Department of Basic Pharmaceutics, Faculty of Pharmaceutical Sciences, Kyoto University, Sakyo-ku, Kyoto 606 [S. M., A. Y., Y. T., M. H., H. S.], and Second Department of Surgery, Fukui Medical College, Fukui [N. T.], Japan

Cellular interaction and in vitro antitumor activity of a polymeric prodrug of mitomycin C (MMC), mitomycin C-dextran conjugate (MMC-D), were studied in relation to its physicochemical characteristics. MMC-D with cationic and anionic charges were examined. The cationic MMC-D was synthesized using a spacer, -aminocaproic acid and dextrans with molecular weights of 10,000, 70,000, or 500,000 [MMC(C6)D_cat]. The anionic MMC-D was synthesized using 6-bromohexanoic acid as a spacer and dextran with a molecular weight of 70,000 [MMC(C6)D_an].

Cellular adsorption was determined by measuring the concentration of the drug in the medium after incubation with three tumor cell lines, Ehrlich ascites carcinoma, L1210 leukemia, and AH66 ascites hepatoma cells. MMC(C6)D_cat was adsorbed more readily than MMC or MMC(C6)D_an on the tumor cell surface by an electrostatic force. The percentage of adsorption remained almost constant during the course of incubation and no significant difference was observed between the incubation at 4°C and that at 37°C. A corresponding increase in the amounts of MMC(C6)D_cat adsorbed on with higher molecular weights was noted, which conformed to Langmuir's adsorption isotherm.
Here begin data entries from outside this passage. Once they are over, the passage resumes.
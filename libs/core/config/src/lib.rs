pub mod limits;
pub mod server;
pub mod tracing;

use std::env;
use thiserror::Error;

/// Configuration error type
#[derive(Error, Debug)]
pub enum ConfigError {
    #[error("Environment variable '{0}' is required but not set")]
    MissingEnvVar(String),

    #[error("Failed to parse environment variable '{key}': {details}")]
    ParseError { key: String, details: String },
}

/// Application environment (dev = local, prod = deployed)
#[derive(Clone, Debug, PartialEq, Eq)]
pub enum Environment {
    Development, // Local development (pretty logs)
    Production,  // Deployed (JSON logs)
}

impl Environment {
    pub fn from_env() -> Self {
        let app_env = env::var("APP_ENV").unwrap_or_else(|_| "development".to_string());

        if app_env.eq_ignore_ascii_case("production") {
            Environment::Production
        } else {
            Environment::Development
        }
    }

    pub fn is_production(&self) -> bool {
        matches!(self, Environment::Production)
    }

    pub fn is_development(&self) -> bool {
        matches!(self, Environment::Development)
    }
}

/// Name and version of the running binary, taken from Cargo metadata.
#[derive(Clone, Debug)]
pub struct AppInfo {
    pub name: &'static str,
    pub version: &'static str,
}

/// Build an [`AppInfo`] for the calling crate.
///
/// Must be a macro so `CARGO_PKG_NAME`/`CARGO_PKG_VERSION` expand in the
/// caller's crate, not in `core_config`.
#[macro_export]
macro_rules! app_info {
    () => {
        $crate::AppInfo {
            name: env!("CARGO_PKG_NAME"),
            version: env!("CARGO_PKG_VERSION"),
        }
    };
}

/// Trait for configuration that can be loaded from environment variables
pub trait FromEnv: Sized {
    fn from_env() -> Result<Self, ConfigError>;
}

/// Helper to load and parse environment variable with a default value
pub fn env_or_default(key: &str, default: &str) -> String {
    env::var(key).unwrap_or_else(|_| default.to_string())
}

/// Helper to load and parse environment variable or return error
pub fn env_required(key: &str) -> Result<String, ConfigError> {
    env::var(key).map_err(|_| ConfigError::MissingEnvVar(key.to_string()))
}
use async_trait::async_trait;
use chrono::{DateTime, Utc};
use std::collections::HashMap;
use std::sync::Arc;
use tokio::sync::RwLock;
use uuid::Uuid;

use crate::error::{TodoError, TodoResult};
use crate::models::{
    CreateProject, NewTask, Project, Task, TaskChanges, TaskStatus, UpdateProject,
};

/// Repository trait for Project persistence
#[cfg_attr(test, mockall::automock)]
#[async_trait]
pub trait ProjectRepository: Send + Sync {
    /// Create a new project, assigning its id and creation timestamp
    async fn create(&self, input: CreateProject) -> TodoResult<Project>;

    /// Get a project by ID
    async fn get_by_id(&self, id: Uuid) -> TodoResult<Option<Project>>;

    /// List all projects, ascending by creation time
    async fn list(&self) -> TodoResult<Vec<Project>>;

    /// Apply a partial update to an existing project
    async fn update(&self, id: Uuid, changes: UpdateProject) -> TodoResult<Project>;

    /// Delete a project and all of its tasks as one unit of work.
    /// Returns false if the project did not exist.
    async fn delete(&self, id: Uuid) -> TodoResult<bool>;

    /// Count all projects
    async fn count(&self) -> TodoResult<usize>;

    /// Check whether a project with this exact name exists, optionally
    /// excluding one project id (for renames)
    async fn exists_by_name(&self, name: &str, exclude: Option<Uuid>) -> TodoResult<bool>;
}

/// Repository trait for Task persistence
#[cfg_attr(test, mockall::automock)]
#[async_trait]
pub trait TaskRepository: Send + Sync {
    /// Create a new task, assigning its id and creation timestamp
    async fn create(&self, input: NewTask) -> TodoResult<Task>;

    /// Get a task by ID
    async fn get_by_id(&self, id: Uuid) -> TodoResult<Option<Task>>;

    /// List a project's tasks, ascending by creation time
    async fn list_by_project(&self, project_id: Uuid) -> TodoResult<Vec<Task>>;

    /// Apply a partial update to an existing task
    async fn update(&self, id: Uuid, changes: TaskChanges) -> TodoResult<Task>;

    /// Delete a task by ID. Returns false if the task did not exist.
    async fn delete(&self, id: Uuid) -> TodoResult<bool>;

    /// Count tasks belonging to a project
    async fn count_by_project(&self, project_id: Uuid) -> TodoResult<usize>;

    /// Find tasks whose deadline has passed and whose status is not done
    async fn find_overdue_open(&self, now: DateTime<Utc>) -> TodoResult<Vec<Task>>;

    /// Close every overdue, unfinished task as one unit of work and return
    /// the closed tasks. Either all matching tasks are closed or none are.
    async fn close_overdue(&self, now: DateTime<Utc>) -> TodoResult<Vec<Task>>;
}

/// In-memory implementation of both repositories (for development/testing)
///
/// One store backs both traits so cross-entity operations (cascade delete)
/// can hold both maps at once.
#[derive(Debug, Default, Clone)]
pub struct InMemoryRepository {
    projects: Arc<RwLock<HashMap<Uuid, Project>>>,
    tasks: Arc<RwLock<HashMap<Uuid, Task>>>,
}

impl InMemoryRepository {
    pub fn new() -> Self {
        Self::default()
    }
}

#[async_trait]
impl ProjectRepository for InMemoryRepository {
    async fn create(&self, input: CreateProject) -> TodoResult<Project> {
        let mut projects = self.projects.write().await;

        // Mirror the unique index the persistent backend carries
        if projects.values().any(|p| p.name == input.name) {
            return Err(TodoError::DuplicateProjectName(input.name));
        }

        let project = Project::new(input);
        projects.insert(project.id, project.clone());

        tracing::info!(project_id = %project.id, "Created project");
        Ok(project)
    }

    async fn get_by_id(&self, id: Uuid) -> TodoResult<Option<Project>> {
        let projects = self.projects.read().await;
        Ok(projects.get(&id).cloned())
    }

    async fn list(&self) -> TodoResult<Vec<Project>> {
        let projects = self.projects.read().await;

        let mut result: Vec<Project> = projects.values().cloned().collect();
        result.sort_by(|a, b| a.created_at.cmp(&b.created_at).then(a.id.cmp(&b.id)));

        Ok(result)
    }

    async fn update(&self, id: Uuid, changes: UpdateProject) -> TodoResult<Project> {
        let mut projects = self.projects.write().await;

        let project = projects
            .get_mut(&id)
            .ok_or(TodoError::ProjectNotFound(id))?;
        project.apply_update(changes);
        let updated = project.clone();

        tracing::info!(project_id = %id, "Updated project");
        Ok(updated)
    }

    async fn delete(&self, id: Uuid) -> TodoResult<bool> {
        // Hold both maps so the cascade is atomic with respect to readers
        let mut projects = self.projects.write().await;
        let mut tasks = self.tasks.write().await;

        if projects.remove(&id).is_none() {
            return Ok(false);
        }

        tasks.retain(|_, task| task.project_id != id);

        tracing::info!(project_id = %id, "Deleted project and its tasks");
        Ok(true)
    }

    async fn count(&self) -> TodoResult<usize> {
        let projects = self.projects.read().await;
        Ok(projects.len())
    }

    async fn exists_by_name(&self, name: &str, exclude: Option<Uuid>) -> TodoResult<bool> {
        let projects = self.projects.read().await;
        let exists = projects
            .values()
            .any(|p| p.name == name && Some(p.id) != exclude);
        Ok(exists)
    }
}

#[async_trait]
impl TaskRepository for InMemoryRepository {
    async fn create(&self, input: NewTask) -> TodoResult<Task> {
        let mut tasks = self.tasks.write().await;

        let task = Task::new(input);
        tasks.insert(task.id, task.clone());

        tracing::info!(task_id = %task.id, project_id = %task.project_id, "Created task");
        Ok(task)
    }

    async fn get_by_id(&self, id: Uuid) -> TodoResult<Option<Task>> {
        let tasks = self.tasks.read().await;
        Ok(tasks.get(&id).cloned())
    }

    async fn list_by_project(&self, project_id: Uuid) -> TodoResult<Vec<Task>> {
        let tasks = self.tasks.read().await;

        let mut result: Vec<Task> = tasks
            .values()
            .filter(|t| t.project_id == project_id)
            .cloned()
            .collect();
        result.sort_by(|a, b| a.created_at.cmp(&b.created_at).then(a.id.cmp(&b.id)));

        Ok(result)
    }

    async fn update(&self, id: Uuid, changes: TaskChanges) -> TodoResult<Task> {
        let mut tasks = self.tasks.write().await;

        let task = tasks.get_mut(&id).ok_or(TodoError::TaskNotFound(id))?;
        task.apply_changes(changes, Utc::now());
        let updated = task.clone();

        tracing::info!(task_id = %id, "Updated task");
        Ok(updated)
    }

    async fn delete(&self, id: Uuid) -> TodoResult<bool> {
        let mut tasks = self.tasks.write().await;

        if tasks.remove(&id).is_some() {
            tracing::info!(task_id = %id, "Deleted task");
            Ok(true)
        } else {
            Ok(false)
        }
    }

    async fn count_by_project(&self, project_id: Uuid) -> TodoResult<usize> {
        let tasks = self.tasks.read().await;
        Ok(tasks.values().filter(|t| t.project_id == project_id).count())
    }

    async fn find_overdue_open(&self, now: DateTime<Utc>) -> TodoResult<Vec<Task>> {
        let tasks = self.tasks.read().await;

        let mut result: Vec<Task> = tasks
            .values()
            .filter(|t| t.is_overdue(now))
            .cloned()
            .collect();
        result.sort_by(|a, b| a.created_at.cmp(&b.created_at).then(a.id.cmp(&b.id)));

        Ok(result)
    }

    async fn close_overdue(&self, now: DateTime<Utc>) -> TodoResult<Vec<Task>> {
        // One write lock for the whole batch: all tasks close or none do
        let mut tasks = self.tasks.write().await;

        let mut closed = Vec::new();
        for task in tasks.values_mut() {
            if task.is_overdue(now) {
                task.set_status(TaskStatus::Done, now);
                closed.push(task.clone());
            }
        }
        closed.sort_by(|a, b| a.created_at.cmp(&b.created_at).then(a.id.cmp(&b.id)));

        Ok(closed)
    }
}

#[cfg(test)]
mod tests {
    use super::*;

    fn create_input(name: &str) -> CreateProject {
        CreateProject {
            name: name.to_string(),
            description: None,
        }
    }

    fn task_input(project_id: Uuid, title: &str) -> NewTask {
        NewTask {
            title: title.to_string(),
            description: None,
            status: TaskStatus::Todo,
            deadline: None,
            project_id,
        }
    }

    #[tokio::test]
    async fn test_create_and_get_project() {
        let repo = InMemoryRepository::new();

        let project = ProjectRepository::create(&repo, create_input("alpha"))
            .await
            .unwrap();
        assert_eq!(project.name, "alpha");

        let fetched = ProjectRepository::get_by_id(&repo, project.id)
            .await
            .unwrap();
        assert!(fetched.is_some());
        assert_eq!(fetched.unwrap().id, project.id);
    }

    #[tokio::test]
    async fn test_duplicate_name_error() {
        let repo = InMemoryRepository::new();

        ProjectRepository::create(&repo, create_input("alpha"))
            .await
            .unwrap();

        let result = ProjectRepository::create(&repo, create_input("alpha")).await;
        assert!(matches!(result, Err(TodoError::DuplicateProjectName(_))));
    }

    #[tokio::test]
    async fn test_duplicate_check_is_case_sensitive() {
        let repo = InMemoryRepository::new();

        ProjectRepository::create(&repo, create_input("Launch"))
            .await
            .unwrap();

        // Different case is a different name
        let result = ProjectRepository::create(&repo, create_input("launch")).await;
        assert!(result.is_ok());
    }

    #[tokio::test]
    async fn test_list_projects_ordered_by_creation() {
        let repo = InMemoryRepository::new();

        for name in ["first", "second", "third"] {
            ProjectRepository::create(&repo, create_input(name))
                .await
                .unwrap();
            tokio::time::sleep(std::time::Duration::from_millis(2)).await;
        }

        let names: Vec<String> = ProjectRepository::list(&repo)
            .await
            .unwrap()
            .into_iter()
            .map(|p| p.name)
            .collect();
        assert_eq!(names, vec!["first", "second", "third"]);
    }

    #[tokio::test]
    async fn test_cascade_delete_removes_tasks() {
        let repo = InMemoryRepository::new();

        let project = ProjectRepository::create(&repo, create_input("alpha"))
            .await
            .unwrap();
        let other = ProjectRepository::create(&repo, create_input("beta"))
            .await
            .unwrap();

        let task = TaskRepository::create(&repo, task_input(project.id, "one"))
            .await
            .unwrap();
        TaskRepository::create(&repo, task_input(project.id, "two"))
            .await
            .unwrap();
        let kept = TaskRepository::create(&repo, task_input(other.id, "keep"))
            .await
            .unwrap();

        let deleted = ProjectRepository::delete(&repo, project.id).await.unwrap();
        assert!(deleted);

        assert!(
            TaskRepository::get_by_id(&repo, task.id)
                .await
                .unwrap()
                .is_none()
        );
        assert!(
            TaskRepository::list_by_project(&repo, project.id)
                .await
                .unwrap()
                .is_empty()
        );

        // Unrelated project's tasks survive
        assert!(
            TaskRepository::get_by_id(&repo, kept.id)
                .await
                .unwrap()
                .is_some()
        );
    }

    #[tokio::test]
    async fn test_delete_missing_project_returns_false() {
        let repo = InMemoryRepository::new();
        let deleted = ProjectRepository::delete(&repo, Uuid::now_v7()).await.unwrap();
        assert!(!deleted);
    }

    #[tokio::test]
    async fn test_count_by_project() {
        let repo = InMemoryRepository::new();
        let project = ProjectRepository::create(&repo, create_input("alpha"))
            .await
            .unwrap();

        assert_eq!(
            TaskRepository::count_by_project(&repo, project.id)
                .await
                .unwrap(),
            0
        );

        TaskRepository::create(&repo, task_input(project.id, "one"))
            .await
            .unwrap();
        TaskRepository::create(&repo, task_input(project.id, "two"))
            .await
            .unwrap();

        assert_eq!(
            TaskRepository::count_by_project(&repo, project.id)
                .await
                .unwrap(),
            2
        );
    }

    #[tokio::test]
    async fn test_close_overdue_is_idempotent() {
        let repo = InMemoryRepository::new();
        let project = ProjectRepository::create(&repo, create_input("alpha"))
            .await
            .unwrap();

        let now = Utc::now();
        let yesterday = now.date_naive() - chrono::Duration::days(1);
        let tomorrow = now.date_naive() + chrono::Duration::days(1);

        let mut overdue = task_input(project.id, "late");
        overdue.deadline = Some(yesterday);
        TaskRepository::create(&repo, overdue).await.unwrap();

        let mut future = task_input(project.id, "on time");
        future.deadline = Some(tomorrow);
        TaskRepository::create(&repo, future).await.unwrap();

        let closed = TaskRepository::close_overdue(&repo, now).await.unwrap();
        assert_eq!(closed.len(), 1);
        assert_eq!(closed[0].title, "late");
        assert_eq!(closed[0].status, TaskStatus::Done);
        assert_eq!(closed[0].closed_at, Some(now));

        // Second run finds nothing left to close
        let closed_again = TaskRepository::close_overdue(&repo, now).await.unwrap();
        assert!(closed_again.is_empty());
    }

    #[tokio::test]
    async fn test_find_overdue_open_skips_done_tasks() {
        let repo = InMemoryRepository::new();
        let project = ProjectRepository::create(&repo, create_input("alpha"))
            .await
            .unwrap();

        let now = Utc::now();
        let mut input = task_input(project.id, "late but done");
        input.deadline = Some(now.date_naive() - chrono::Duration::days(1));
        input.status = TaskStatus::Done;
        TaskRepository::create(&repo, input).await.unwrap();

        let overdue = TaskRepository::find_overdue_open(&repo, now).await.unwrap();
        assert!(overdue.is_empty());
    }
}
In vitro antitumor activity was evaluated using L1210 and EAC cell culture systems and human tumor colony forming assay. MMC(C6)D_cat showed growth inhibition essentially equal to that of MMC in continuous drug exposure experiments. In a 1-h drug exposure experiment, MMC(C6)D_cat with a molecular weight of 70,000 or 500,000 was more active than MMC, and a good correlation was observed between the effects of MMC(C6)D_cat and the extent of cellular interaction.

These results show that cellular interaction played an important role in the manifestation of the antitumor effect of MMC-D and that these phenomena are governed by the physicochemical properties of macromolecular prodrugs, such as electric charge and molecular weight.

¹ Supported in part by a Grant-in-Aid for Scientific Research from the Ministry of Education, Science and Culture, Japan.

² To whom requests for reprints should be addressed.

Received 7/11/85. Revised 2/ 5/86. Accepted 5/19/86.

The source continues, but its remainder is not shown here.